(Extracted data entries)
+++
use crate::field::RlpField;

/// Every fatal condition the parser can hit (§7). There is no in-stream recovery: any fault
/// invalidates the entire transaction and the caller must discard the context.
#[derive(Debug, Clone, Copy, PartialEq, Eq, thiserror::Error)]
pub enum ParseFault {
    /// More bytes were requested than the current fragment provides, in a context that
    /// forbids waiting for more (the RLP header staging buffer, mid header pre-decode).
    #[error("buffer underflow while pre-decoding an RLP header")]
    BufferUnderflow,

    /// Non-canonical length, an over-long header, or a payload whose list/scalar kind doesn't
    /// match what the field requires.
    #[error("malformed RLP encoding")]
    InvalidRlpEncoding,

    /// A declared field length exceeds the permitted maximum for that field.
    #[error("field {field:?} declares length {declared}, exceeding the limit of {limit}")]
    FieldLengthExceeded {
        field: RlpField,
        declared: u32,
        limit: u32,
    },

    /// The data field is present while policy disallows raw data, or the fee currency doesn't
    /// match a known token.
    #[error("policy violation: {0}")]
    PolicyViolation(&'static str),

    /// An internal invariant was violated (e.g. the RLP staging buffer filled up without the
    /// header becoming decodable). This should never happen for any real input; seeing it
    /// means the state machine itself has a bug.
    #[error("internal logic error: {0}")]
    InvalidInternalState(&'static str),
}
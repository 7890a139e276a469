use clap::Parser;
use std::path::PathBuf;
use ustream_cli_runner::CliContext;

use crate::config::CliConfig;

/// Lists the tokens a given device configuration would recognize.
#[derive(Debug, Parser)]
#[clap(about = "List the tokens a device configuration recognizes.")]
pub struct TokensCommand {
    /// Path to a JSON device configuration. Uses built-in defaults (no known tokens) if omitted.
    #[arg(long)]
    config: Option<PathBuf>,
}

impl TokensCommand {
    pub async fn execute(self, _ctx: CliContext) -> eyre::Result<()> {
        let config = match self.config {
            Some(path) => CliConfig::load(&path)?,
            None => CliConfig::default(),
        };

        println!(
            "native coin: {} ({} decimals)",
            config.native_ticker, config.native_decimals
        );
        println!(
            "data field policy: {}",
            if config.processor.data_allowed {
                "allowed"
            } else {
                "rejected"
            }
        );
        println!(
            "contract details: {}",
            if config.processor.contract_details {
                "shown"
            } else {
                "hidden"
            }
        );

        let mut any = false;
        for token in config.processor.tokens.iter() {
            any = true;
            println!(
                "0x{} {} ({} decimals)",
                hex::encode(token.address),
                token.ticker,
                token.decimals
            );
        }
        if !any {
            println!("(no known tokens)");
        }

        Ok(())
    }
}
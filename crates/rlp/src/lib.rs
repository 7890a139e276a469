//! The RLP header pre-decoder (C1 in the design): two pure functions over a byte prefix that
//! decide, a byte at a time, whether enough of an RLP header has arrived to know the payload's
//! length and kind.
//!
//! Neither function owns any state — the staging buffer lives in the caller (the field state
//! machine keeps it small, five bytes, which is what actually bounds how long a header can be;
//! see [`can_decode`]'s doc for why that's enforced by the caller rather than here).

use alloy_rlp::{EMPTY_LIST_CODE, EMPTY_STRING_CODE};

/// A fully decoded RLP header: how many payload bytes follow, how many header bytes were
/// consumed to say so, and whether the payload is a list or a scalar string.
#[derive(Debug, Clone, Copy, PartialEq, Eq)]
pub struct DecodedHeader {
    pub payload_length: u32,
    /// Number of bytes occupied by the header itself. Zero for the single self-encoded byte
    /// case (§4.3): there the "header" and the one-byte payload are the same byte, and the
    /// caller must re-present it as payload.
    pub header_length: u32,
    pub is_list: bool,
}

/// Given the bytes accumulated so far (`prefix`), decides whether the header is complete.
///
/// Returns `None` if more bytes are needed. Returns `Some(valid)` once the header length is
/// known: `valid` is `false` for non-canonical encodings — a long-form length whose
/// length-of-length is followed by a leading zero byte, which RLP forbids (the value should
/// have been encoded in fewer bytes, or as a short form).
///
/// This function never rejects a prefix for being "too long" — a length-of-length up to 7 is
/// structurally valid RLP. The five-byte staging buffer that bounds how long a real header can
/// get is the field state machine's concern (§4.4 step 4's overflow check), not this one's.
pub fn can_decode(prefix: &[u8]) -> Option<bool> {
    let &first = prefix.first()?;
    match first {
        0x00..=0x7f => Some(true),
        _ if first < EMPTY_STRING_CODE + 56 => Some(true),
        _ if first < EMPTY_LIST_CODE => {
            let len_of_len = (first - (EMPTY_STRING_CODE + 55)) as usize;
            if prefix.len() < 1 + len_of_len {
                return None;
            }
            Some(prefix[1] != 0x00)
        }
        _ if first < EMPTY_LIST_CODE + 56 => Some(true),
        _ => {
            let len_of_len = (first - (EMPTY_LIST_CODE + 55)) as usize;
            if prefix.len() < 1 + len_of_len {
                return None;
            }
            Some(prefix[1] != 0x00)
        }
    }
}

/// Decodes a complete, valid header. Callers must only invoke this once [`can_decode`] has
/// returned `Some(true)` for this exact prefix; behavior for a prefix `can_decode` would reject
/// or hasn't finished deciding on is unspecified (it returns `None`).
pub fn decode_length(prefix: &[u8]) -> Option<DecodedHeader> {
    let &first = prefix.first()?;
    match first {
        0x00..=0x7f => Some(DecodedHeader {
            payload_length: 1,
            header_length: 0,
            is_list: false,
        }),
        _ if first < EMPTY_STRING_CODE + 56 => Some(DecodedHeader {
            payload_length: (first - EMPTY_STRING_CODE) as u32,
            header_length: 1,
            is_list: false,
        }),
        _ if first < EMPTY_LIST_CODE => {
            let len_of_len = (first - (EMPTY_STRING_CODE + 55)) as usize;
            if prefix.len() < 1 + len_of_len {
                return None;
            }
            Some(DecodedHeader {
                payload_length: be_u32(&prefix[1..1 + len_of_len]),
                header_length: (1 + len_of_len) as u32,
                is_list: false,
            })
        }
        _ if first < EMPTY_LIST_CODE + 56 => Some(DecodedHeader {
            payload_length: (first - EMPTY_LIST_CODE) as u32,
            header_length: 1,
            is_list: true,
        }),
        _ => {
            let len_of_len = (first - (EMPTY_LIST_CODE + 55)) as usize;
            if prefix.len() < 1 + len_of_len {
                return None;
            }
            Some(DecodedHeader {
                payload_length: be_u32(&prefix[1..1 + len_of_len]),
                header_length: (1 + len_of_len) as u32,
                is_list: true,
            })
        }
    }
}

fn be_u32(bytes: &[u8]) -> u32 {
    let mut acc: u32 = 0;
    for &b in bytes {
        acc = (acc << 8) | b as u32;
    }
    acc
}

#[cfg(test)]
mod tests {
    use super::*;

    #[test]
    fn single_self_encoded_byte() {
        assert_eq!(can_decode(&[0x09]), Some(true));
        let h = decode_length(&[0x09]).unwrap();
        assert_eq!(h.header_length, 0);
        assert_eq!(h.payload_length, 1);
        assert!(!h.is_list);
    }

    #[test]
    fn short_string() {
        // 0x94 = 0x80 + 20, an address-length string header.
        assert_eq!(can_decode(&[0x94]), Some(true));
        let h = decode_length(&[0x94]).unwrap();
        assert_eq!(h.header_length, 1);
        assert_eq!(h.payload_length, 20);
        assert!(!h.is_list);
    }

    #[test]
    fn short_list() {
        assert_eq!(can_decode(&[0xc2]), Some(true));
        let h = decode_length(&[0xc2]).unwrap();
        assert_eq!(h.payload_length, 2);
        assert!(h.is_list);
    }

    #[test]
    fn long_string_needs_more_bytes_then_decodes() {
        // 0xb8 = long string, 1 length-of-length byte follows.
        assert_eq!(can_decode(&[0xb8]), None);
        assert_eq!(can_decode(&[0xb8, 0x90]), Some(true));
        let h = decode_length(&[0xb8, 0x90]).unwrap();
        assert_eq!(h.header_length, 2);
        assert_eq!(h.payload_length, 0x90);
    }

    #[test]
    fn long_string_rejects_leading_zero_length_byte() {
        // Declared length starts with 0x00 — should have been a shorter encoding.
        assert_eq!(can_decode(&[0xb8, 0x00]), Some(false));
    }

    #[test]
    fn long_list_multi_byte_length() {
        let prefix = [0xf9, 0x01, 0x2c];
        assert_eq!(can_decode(&prefix[..1]), None);
        assert_eq!(can_decode(&prefix[..2]), None);
        assert_eq!(can_decode(&prefix[..3]), Some(true));
        let h = decode_length(&prefix).unwrap();
        assert_eq!(h.payload_length, 0x012c);
        assert_eq!(h.header_length, 3);
        assert!(h.is_list);
    }

    #[test]
    fn long_list_rejects_leading_zero_length_byte() {
        assert_eq!(can_decode(&[0xf8, 0x00]), Some(false));
    }
}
+++
Exercise description ▸ Look through the entries and give the number of lines containing the word "scalar". Add nothing else.

Written answer ▸ 2